Don Bosco Academy, Patna is a co-educational institution located in the Digha area of Patna, India, established in 1973. It is affiliated to the Council for the Indian School Certificate Examinations, New Delhi – ICSE school (till 12th standard) since 22 July 1983. It was founded by Alfred de rozario and his wife Dorothy Joy de Rozario . It is now managed by the Don Bosco Anglo-Indian Educational Society, Danapur branch
The current principal of the school Mrs. Mary Alphonsa.

==History==

Don Bosco Academy, Patna was founded in the year 1973 by Alfred de Rozario and Dorothy de Rozario. In 1972 they set up a small hostel for school-going children in the name and style of Don Bosco Hostel. In 1973 they ventured to open an Anglo-Indian Co-educational school - Don Bosco Academy. Initially, it served as a feeder school for the other but few, established schools of the area.
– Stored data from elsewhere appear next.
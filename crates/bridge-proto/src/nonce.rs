use std::fmt;
use std::str::FromStr;
use std::time::{Duration, SystemTime, UNIX_EPOCH};

/// Width of the seconds field, wide enough to hold a Unix timestamp for
/// several millennia without the field ever growing — this is what keeps
/// byte-wise and numeric ordering in agreement.
const SECONDS_WIDTH: usize = 12;
const NANOS_WIDTH: usize = 9;

/// A per-request nonce: the master's wall-clock time at request publication,
/// serialized as fixed-width zero-padded decimal text (`secs.nanos`).
///
/// Fixed width makes byte-wise string comparison agree with numeric
/// ordering, which is what lets the wire format stay plain text while still
/// supporting `<`/`>` comparisons if a caller ever needs them.
#[derive(Debug, Clone, PartialEq, Eq, PartialOrd, Ord, Hash, serde::Serialize, serde::Deserialize)]
#[serde(transparent)]
pub struct Nonce(String);

#[derive(Debug, Clone, Copy, PartialEq, Eq)]
pub struct ParseNonceError;

impl fmt::Display for ParseNonceError {
    fn fmt(&self, f: &mut fmt::Formatter<'_>) -> fmt::Result {
        f.write_str("nonce must be fixed-width \"secs.nanos\" decimal text")
    }
}

impl std::error::Error for ParseNonceError {}

impl Nonce {
    pub fn from_system_time(t: SystemTime) -> Self {
        let since_epoch = t.duration_since(UNIX_EPOCH).unwrap_or(Duration::ZERO);
        Self(format!(
            "{:0secs_w$}.{:0nanos_w$}",
            since_epoch.as_secs(),
            since_epoch.subsec_nanos(),
            secs_w = SECONDS_WIDTH,
            nanos_w = NANOS_WIDTH,
        ))
    }

    /// Mint a nonce from the current wall-clock time.
    pub fn now() -> Self {
        Self::from_system_time(SystemTime::now())
    }

    pub fn as_str(&self) -> &str {
        &self.0
    }

    /// The wall-clock instant this nonce encodes, if it parses cleanly.
    pub fn wall_time(&self) -> Option<SystemTime> {
        let (secs_text, nanos_text) = self.0.split_once('.')?;
        let secs: u64 = secs_text.parse().ok()?;
        let nanos: u32 = nanos_text.parse().ok()?;
        Some(UNIX_EPOCH + Duration::new(secs, nanos))
    }

    /// Time elapsed since this nonce's encoded wall-clock time. Used by
    /// `await_reply` to bound the wait on `now - nonce_wall_time > timeout`.
    pub fn elapsed(&self) -> Duration {
        match self.wall_time() {
            Some(t) => SystemTime::now()
                .duration_since(t)
                .unwrap_or(Duration::ZERO),
            None => Duration::ZERO,
        }
    }
}

impl fmt::Display for Nonce {
    fn fmt(&self, f: &mut fmt::Formatter<'_>) -> fmt::Result {
        f.write_str(&self.0)
    }
}

impl FromStr for Nonce {
    type Err = ParseNonceError;

    fn from_str(s: &str) -> Result<Self, Self::Err> {
        let candidate = Nonce(s.to_string());
        if candidate.wall_time().is_some() {
            Ok(candidate)
        } else {
            Err(ParseNonceError)
        }
    }
}

impl AsRef<str> for Nonce {
    fn as_ref(&self) -> &str {
        &self.0
    }
}
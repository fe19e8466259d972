use std::time::Duration;

use bridge_proto::{DeviceSettings, Nonce, Priority};
use futures_util::stream::BoxStream;

/// Outcome of [`BrokerFacade::submit_reply`].
#[derive(Debug, Clone, Copy, PartialEq, Eq)]
pub enum SubmitStatus {
    /// Reply accepted and stored at `S#up#data`.
    Accepted,
    /// The request nonce no longer matches `S#up#listen`; dropped silently.
    Stale,
    /// A reply for this nonce was already stored; dropped silently.
    AlreadyAnswered,
}

/// Outcome of [`BrokerFacade::refresh_slave_token`].
#[derive(Debug, Clone, Copy, PartialEq, Eq)]
pub enum ElectionOutcome {
    /// The token was unset and this slave claimed it, or this slave is
    /// `High` priority and unconditionally holds the token now.
    Granted,
    /// A `Low` priority slave found the token already held by someone else.
    Denied,
}

/// Typed wrapper over the broker's primitive operations, scoped to one
/// stream's key family (`S#down#data`, `S#up#data`, `S#up#listen`,
/// `S#device#comm#settings`, `S#slave`).
///
/// This is the only layer that knows broker key names or talks the wire
/// protocol; the rendezvous state machines and the slave arbiter are
/// generic over this trait, so they can run against a real broker in
/// production and an in-memory fake in tests.
pub trait BrokerFacade: Send + Sync {
    type Error: std::error::Error + Send + Sync + 'static;

    /// Atomically: delete `S#up#data`; set `S#up#listen := nonce`; set
    /// `S#down#data := data`; publish `nonce` on channel `S#up#listen`; set
    /// `S#device#comm#settings := settings`.
    async fn publish_request(
        &self,
        stream: &str,
        data: &[u8],
        settings: &DeviceSettings,
        nonce: &Nonce,
    ) -> Result<(), Self::Error>;

    /// Poll `EXISTS S#up#data` with a short tick interval until it exists or
    /// `now - nonce.wall_time() > timeout`. Returns whether a reply arrived.
    async fn await_reply(
        &self,
        stream: &str,
        nonce: &Nonce,
        timeout: Duration,
    ) -> Result<bool, Self::Error>;

    /// Atomically delete `S#down#data` and `S#up#listen`, and return the
    /// current value of `S#up#data` (possibly absent).
    async fn consume_reply(&self, stream: &str) -> Result<Option<Vec<u8>>, Self::Error>;

    /// Atomic pickup check: returns the pending request iff it exists, the
    /// active-slave token equals `priority`, and `S#up#listen == nonce`.
    async fn pickup(
        &self,
        stream: &str,
        nonce: &Nonce,
        priority: Priority,
    ) -> Result<Option<(Vec<u8>, DeviceSettings)>, Self::Error>;

    /// Atomic submit check: rejects a stale nonce or a duplicate reply,
    /// otherwise stores `payload` at `S#up#data`.
    async fn submit_reply(
        &self,
        stream: &str,
        nonce: &Nonce,
        payload: &[u8],
    ) -> Result<SubmitStatus, Self::Error>;

    /// Atomic election step for the active-slave token at `S#slave`. See
    /// `slave-arbiter` for the refresher task that calls this every second.
    async fn refresh_slave_token(
        &self,
        stream: &str,
        priority: Priority,
    ) -> Result<ElectionOutcome, Self::Error>;

    /// Open a subscription to `S#up#listen`, yielding nonces as they're
    /// published.
    async fn subscribe(&self, stream: &str) -> Result<BoxStream<'static, Nonce>, Self::Error>;
}
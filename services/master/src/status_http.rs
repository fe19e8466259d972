//! Local status HTTP surface.
//!
//! - `GET /healthz` — always 200 (process is running)
//! - `GET /readyz`  — 200 once the broker façade is constructed and the
//!   Unix socket is bound, 503 otherwise
//!
//! # Readiness contract
//! Reflects local prerequisites only; an unreachable broker after startup
//! does not flip readiness back off (the façade reconnects on its own).

use std::net::SocketAddr;
use std::sync::Arc;

use axum::extract::State;
use axum::http::StatusCode;
use axum::routing::get;
use axum::Router;
use tokio::net::TcpListener;
use tokio::sync::Mutex;

#[derive(Debug, Clone)]
pub struct SubsystemStatus {
    ready: bool,
    reason: Option<String>,
}

impl SubsystemStatus {
    pub fn ready() -> Self {
        Self {
            ready: true,
            reason: None,
        }
    }

    pub fn not_ready(reason: String) -> Self {
        Self {
            ready: false,
            reason: Some(reason),
        }
    }
}

#[derive(Clone)]
struct AppState {
    subsystem: Arc<Mutex<SubsystemStatus>>,
}

pub struct StatusServer {
    local_addr: SocketAddr,
}

impl StatusServer {
    pub fn local_addr(&self) -> SocketAddr {
        self.local_addr
    }

    pub async fn start(bind: &str, subsystem: SubsystemStatus) -> Result<Self, std::io::Error> {
        let listener = TcpListener::bind(bind).await?;
        let local_addr = listener.local_addr()?;

        let state = AppState {
            subsystem: Arc::new(Mutex::new(subsystem)),
        };
        let app = Router::new()
            .route("/healthz", get(healthz))
            .route("/readyz", get(readyz))
            .with_state(state);

        tokio::spawn(async move {
            let _ = axum::serve(listener, app).await;
        });

        Ok(StatusServer { local_addr })
    }
}

async fn healthz() -> &'static str {
    "ok"
}

async fn readyz(State(state): State<AppState>) -> (StatusCode, String) {
    let ss = state.subsystem.lock().await;
    if ss.ready {
        (StatusCode::OK, "ready".to_owned())
    } else {
        (
            StatusCode::SERVICE_UNAVAILABLE,
            ss.reason.clone().unwrap_or_else(|| "not ready".to_owned()),
        )
    }
}

#[cfg(test)]
mod tests {
    use super::*;

    #[tokio::test]
    async fn not_ready_status_carries_its_reason() {
        let status = SubsystemStatus::not_ready("socket not bound".to_owned());
        assert!(!status.ready);
        assert_eq!(status.reason.as_deref(), Some("socket not bound"));
    }

    #[tokio::test]
    async fn server_binds_an_ephemeral_port_and_answers_healthz() {
        let server = StatusServer::start("127.0.0.1:0", SubsystemStatus::ready())
            .await
            .unwrap();
        let addr = server.local_addr();
        let response = reqwest_get(&format!("http://{addr}/healthz")).await;
        assert_eq!(response, "ok");
    }

    async fn reqwest_get(url: &str) -> String {
        use tokio::io::{AsyncReadExt, AsyncWriteExt};
        use tokio::net::TcpStream;

        let url = url.strip_prefix("http://").unwrap();
        let mut stream = TcpStream::connect(url).await.unwrap();
        stream
            .write_all(b"GET /healthz HTTP/1.1\r\nHost: localhost\r\nConnection: close\r\n\r\n")
            .await
            .unwrap();
        let mut buf = Vec::new();
        stream.read_to_end(&mut buf).await.unwrap();
        let text = String::from_utf8_lossy(&buf);
        text.rsplit("\r\n\r\n").next().unwrap_or("").to_string()
    }
}
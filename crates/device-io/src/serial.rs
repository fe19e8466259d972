use std::time::{Duration, Instant};

use bridge_proto::DeviceSettings;
use tokio::io::{AsyncReadExt, AsyncWriteExt};
use tokio_serial::{ClearBuffer, SerialPort, SerialPortBuilderExt, SerialStream};
use tracing::warn;

use crate::DeviceAction;

/// Endpoint-level defaults for a serial device action. Any field here can
/// be overridden per-request via [`DeviceSettings`].
#[derive(Debug, Clone)]
pub struct SerialDeviceConfig {
    pub device_path: String,
    pub baud_rate: u32,
    /// Overall round-trip timeout (`ReplyTimeout`). Source default: 1250ms.
    pub reply_timeout: Duration,
    /// Per-byte read timeout (`ReadTimeout`). Source default: 500ms.
    pub read_timeout: Duration,
    /// Hard cap on reply length (`MaxInput`). `None` means unlimited.
    pub max_input: Option<i64>,
    /// Byte sequence ending a reply (`Terminator`). `None` means read until
    /// `ReplyTimeout` expires.
    pub terminator: Option<Vec<u8>>,
}

/// Drives a physical serial device: opens (and reopens, on error) the
/// configured port, and performs the write-then-read-until-done round trip
/// described in the slave endpoint's contract.
pub struct SerialDeviceAction {
    config: SerialDeviceConfig,
    port: Option<SerialStream>,
}

impl SerialDeviceAction {
    pub fn new(config: SerialDeviceConfig) -> Self {
        Self { config, port: None }
    }

    async fn ensure_open(&mut self) -> std::io::Result<()> {
        if self.port.is_none() {
            let port = tokio_serial::new(&self.config.device_path, self.config.baud_rate)
                .open_native_async()?;
            self.port = Some(port);
        }
        Ok(())
    }
}

impl DeviceAction for SerialDeviceAction {
    async fn act(&mut self, payload: &[u8], settings: &DeviceSettings) -> Vec<u8> {
        let reply_timeout = settings
            .reply_timeout()
            .unwrap_or(self.config.reply_timeout);
        let read_timeout = settings.read_timeout().unwrap_or(self.config.read_timeout);
        let max_input = settings.max_input.or(self.config.max_input);
        let terminator = settings
            .terminator_bytes()
            .or_else(|| self.config.terminator.clone());

        if let Err(e) = self.ensure_open().await {
            warn!(device = %self.config.device_path, error = %e, "failed to open serial device");
            return Vec::new();
        }

        if let Some(port) = self.port.as_mut() {
            if let Err(e) = port.clear(ClearBuffer::All) {
                warn!(error = %e, "failed to clear serial buffers, closing handle");
                self.port = None;
                return Vec::new();
            }
        }

        if let Some(port) = self.port.as_mut() {
            if let Err(e) = port.write_all(payload).await {
                warn!(error = %e, "serial write failed, closing handle");
                self.port = None;
                return Vec::new();
            }
        }

        self.read_reply(reply_timeout, read_timeout, max_input, terminator.as_deref())
            .await
    }
}

impl SerialDeviceAction {
    async fn read_reply(
        &mut self,
        reply_timeout: Duration,
        read_timeout: Duration,
        max_input: Option<i64>,
        terminator: Option<&[u8]>,
    ) -> Vec<u8> {
        let mut acc: Vec<u8> = Vec::new();
        let started = Instant::now();

        loop {
            if started.elapsed() >= reply_timeout {
                break;
            }
            if let Some(limit) = max_input {
                if limit >= 0 && acc.len() as i64 >= limit {
                    break;
                }
            }
            if let Some(term) = terminator {
                if !term.is_empty() && acc.ends_with(term) {
                    break;
                }
            }

            let Some(port) = self.port.as_mut() else {
                break;
            };

            let mut byte = [0u8; 1];
            match tokio::time::timeout(read_timeout, port.read(&mut byte)).await {
                Ok(Ok(0)) => break,
                Ok(Ok(_)) => acc.push(byte[0]),
                Ok(Err(e)) => {
                    warn!(error = %e, "serial read failed, closing handle");
                    self.port = None;
                    break;
                }
                Err(_elapsed) => break,
            }
        }

        acc
    }
}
In 1981 they handed over the control and management of the school to the Don Bosco Anglo-Indian Educational Society, a registered body. In 1982 Mr. Rozario joined as Principal of Don Bosco Academy. In 1983 the school obtained affiliation to the Council for the Indian School Certificate Examinations, New Delhi.

==Location==

The main school campus is located in the Digha locality of Patna which caters to Std 5 to 12. A junior campus is located in the Patliputra locality of Patna which caters to students up to Std 4.

==School building and facilities==

The school functions on its campus, measuring 2 acres (8,100 m²) at Digha, Patna. The school building is four-storied, with a playing field and an open-air stage. The school has science laboratories for Physics, Chemistry, and Biology, 1 multi-purpose hall and over 100 Classrooms , 2 computer laboratories which have no properly functioning keyboard, and a library. DBA organizes various intra−school and inter−school football and cricket tournaments every year.

==Curriculum==

The school has been affiliated with the Council for the Indian School Certificate Examinations, New Delhi since July 1983 to conduct the Indian Certificate of Secondary Education Examination (ICSE-Year-10) and from 1999 to conduct the Indian School Certificate (Year-12) examination (ISC-12).